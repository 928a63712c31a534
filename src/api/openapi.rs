//! OpenAPI documentation

use axum::Router;
use utoipa::{
    openapi::security::{HttpAuthScheme, HttpBuilder, SecurityScheme},
    Modify, OpenApi,
};
use utoipa_swagger_ui::SwaggerUi;

use crate::api::{auth, bookings, books, categories, health, ratings, users};

#[derive(OpenApi)]
#[openapi(
    info(
        title = "Bookshelf API",
        version = "1.0.0",
        description = "Book catalog, bookings and ratings REST API"
    ),
    servers(
        (url = "/api", description = "API")
    ),
    paths(
        // Health
        health::health_check,
        health::readiness_check,
        // Auth
        auth::register,
        auth::login,
        auth::logout,
        // Users
        users::list_users,
        users::get_me,
        users::get_user,
        users::update_user,
        // Books
        books::list_books,
        books::get_book,
        books::create_book,
        books::update_book,
        books::search_books,
        // Categories
        categories::add_category,
        categories::remove_category,
        categories::category_names,
        categories::books_in_category,
        // Bookings
        bookings::create_booking,
        bookings::update_booking,
        bookings::list_bookings,
        bookings::list_bookings_by_status,
        bookings::my_bookings,
        bookings::user_bookings,
        bookings::book_bookings,
        bookings::my_book_bookings,
        bookings::sales_report,
        // Ratings
        ratings::rate_book,
        ratings::book_ratings,
        ratings::my_book_rating,
        ratings::my_ratings,
        ratings::my_recommendations,
    ),
    components(
        schemas(
            // Auth
            auth::LoginRequest,
            auth::LoginResponse,
            auth::UserIdResponse,
            // Users
            crate::models::user::Role,
            crate::models::user::User,
            crate::models::user::RegisterUser,
            crate::models::user::UpdateUser,
            users::UserResponse,
            users::UsersResponse,
            // Books
            crate::models::book::Book,
            crate::models::book::BookProfile,
            crate::models::book::CreateBook,
            crate::models::book::UpdateBook,
            crate::models::book::SearchBooks,
            books::BookIdResponse,
            books::BookResponse,
            books::BooksResponse,
            // Categories
            crate::models::book::CategoryMembership,
            crate::models::book::CategoryRequest,
            categories::CategoryResponse,
            categories::CategoryNamesResponse,
            // Bookings
            crate::models::booking::Booking,
            crate::models::booking::BookingStatus,
            crate::models::booking::CreateBooking,
            crate::models::booking::UpdateBooking,
            crate::models::booking::SalesEntry,
            bookings::BookingIdResponse,
            bookings::BookingsResponse,
            bookings::SalesReportResponse,
            // Ratings
            crate::models::rating::Rating,
            crate::models::rating::RateBook,
            ratings::RatingIdResponse,
            ratings::RatingResponse,
            ratings::RatingsResponse,
            // Health
            health::HealthResponse,
            // Common
            crate::api::MessageResponse,
            crate::error::ErrorResponse,
        )
    ),
    modifiers(&BearerAuth),
    tags(
        (name = "health", description = "Health check endpoints"),
        (name = "auth", description = "Registration and sessions"),
        (name = "users", description = "User profiles"),
        (name = "books", description = "Book catalog"),
        (name = "categories", description = "Book categories"),
        (name = "bookings", description = "Bookings and sales report"),
        (name = "ratings", description = "Ratings and recommendations")
    )
)]
pub struct ApiDoc;

/// Declares the `bearer_auth` scheme referenced by protected paths
struct BearerAuth;

impl Modify for BearerAuth {
    fn modify(&self, openapi: &mut utoipa::openapi::OpenApi) {
        if let Some(components) = openapi.components.as_mut() {
            components.add_security_scheme(
                "bearer_auth",
                SecurityScheme::Http(
                    HttpBuilder::new()
                        .scheme(HttpAuthScheme::Bearer)
                        .bearer_format("JWT")
                        .build(),
                ),
            );
        }
    }
}

/// Create the OpenAPI documentation router
pub fn create_openapi_router() -> Router {
    Router::new()
        .merge(SwaggerUi::new("/swagger-ui").url("/api-docs/openapi.json", ApiDoc::openapi()))
}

________________

=== Task details ===
Every line of the data must be reproduced exactly.

=== Worked solution ===
repository 928a63712c31a534
filename src/api/openapi.rs
//! OpenAPI documentation

use axum::Router;
use utoipa::{
    openapi::security::{HttpAuthScheme, HttpBuilder, SecurityScheme},
    Modify, OpenApi,
};
use utoipa_swagger_ui::SwaggerUi;

use crate::api::{auth, bookings, books, categories, health, ratings, users};

#[derive(OpenApi)]
#[openapi(
    info(
        title = "Bookshelf API",
        version = "1.0.0",
        description = "Book catalog, bookings and ratings REST API"
    ),
    servers(
        (url = "/api", description = "API")
    ),
    paths(
        // Health
        health::health_check,
        health::readiness_check,
        // Auth
        auth::register,
        auth::login,
        auth::logout,
        // Users
        users::list_users,
        users::get_me,
        users::get_user,
        users::update_user,
        // Books
        books::list_books,
        books::get_book,
        books::create_book,
        books::update_book,
        books::search_books,
        // Categories
        categories::add_category,
        categories::remove_category,
        categories::category_names,
        categories::books_in_category,
        // Bookings
        bookings::create_booking,
        bookings::update_booking,
        bookings::list_bookings,
        bookings::list_bookings_by_status,
        bookings::my_bookings,
        bookings::user_bookings,
        bookings::book_bookings,
        bookings::my_book_bookings,
        bookings::sales_report,
        // Ratings
        ratings::rate_book,
        ratings::book_ratings,
        ratings::my_book_rating,
        ratings::my_ratings,
        ratings::my_recommendations,
    ),
    components(
        schemas(
            // Auth
            auth::LoginRequest,
            auth::LoginResponse,
            auth::UserIdResponse,
            // Users
            crate::models::user::Role,
            crate::models::user::User,
            crate::models::user::RegisterUser,
            crate::models::user::UpdateUser,
            users::UserResponse,
            users::UsersResponse,
            // Books
            crate::models::book::Book,
            crate::models::book::BookProfile,
            crate::models::book::CreateBook,
            crate::models::book::UpdateBook,
            crate::models::book::SearchBooks,
            books::BookIdResponse,
            books::BookResponse,
            books::BooksResponse,
            // Categories
            crate::models::book::CategoryMembership,
            crate::models::book::CategoryRequest,
            categories::CategoryResponse,
            categories::CategoryNamesResponse,
            // Bookings
            crate::models::booking::Booking,
            crate::models::booking::BookingStatus,
            crate::models::booking::CreateBooking,
            crate::models::booking::UpdateBooking,
            crate::models::booking::SalesEntry,
            bookings::BookingIdResponse,
            bookings::BookingsResponse,
            bookings::SalesReportResponse,
            // Ratings
            crate::models::rating::Rating,
            crate::models::rating::RateBook,
            ratings::RatingIdResponse,
            ratings::RatingResponse,
            ratings::RatingsResponse,
            // Health
            health::HealthResponse,
            // Common
            crate::api::MessageResponse,
            crate::error::ErrorResponse,
        )
    ),
    modifiers(&BearerAuth),
    tags(
        (name = "health", description = "Health check endpoints"),
        (name = "auth", description = "Registration and sessions"),
        (name = "users", description = "User profiles"),
        (name = "books", description = "Book catalog"),
        (name = "categories", description = "Book categories"),
        (name = "bookings", description = "Bookings and sales report"),
        (name = "ratings", description = "Ratings and recommendations")
    )
)]
pub struct ApiDoc;

/// Declares the `bearer_auth` scheme referenced by protected paths
struct BearerAuth;

impl Modify for BearerAuth {
    fn modify(&self, openapi: &mut utoipa::openapi::OpenApi) {
        if let Some(components) = openapi.components.as_mut() {
            components.add_security_scheme(
                "bearer_auth",
                SecurityScheme::Http(
                    HttpBuilder::new()
                        .scheme(HttpAuthScheme::Bearer)
                        .bearer_format("JWT")
                        .build(),
                ),
            );
        }
    }
}

/// Create the OpenAPI documentation router
pub fn create_openapi_router() -> Router {
    Router::new()
        .merge(SwaggerUi::new("/swagger-ui").url("/api-docs/openapi.json", ApiDoc::openapi()))
}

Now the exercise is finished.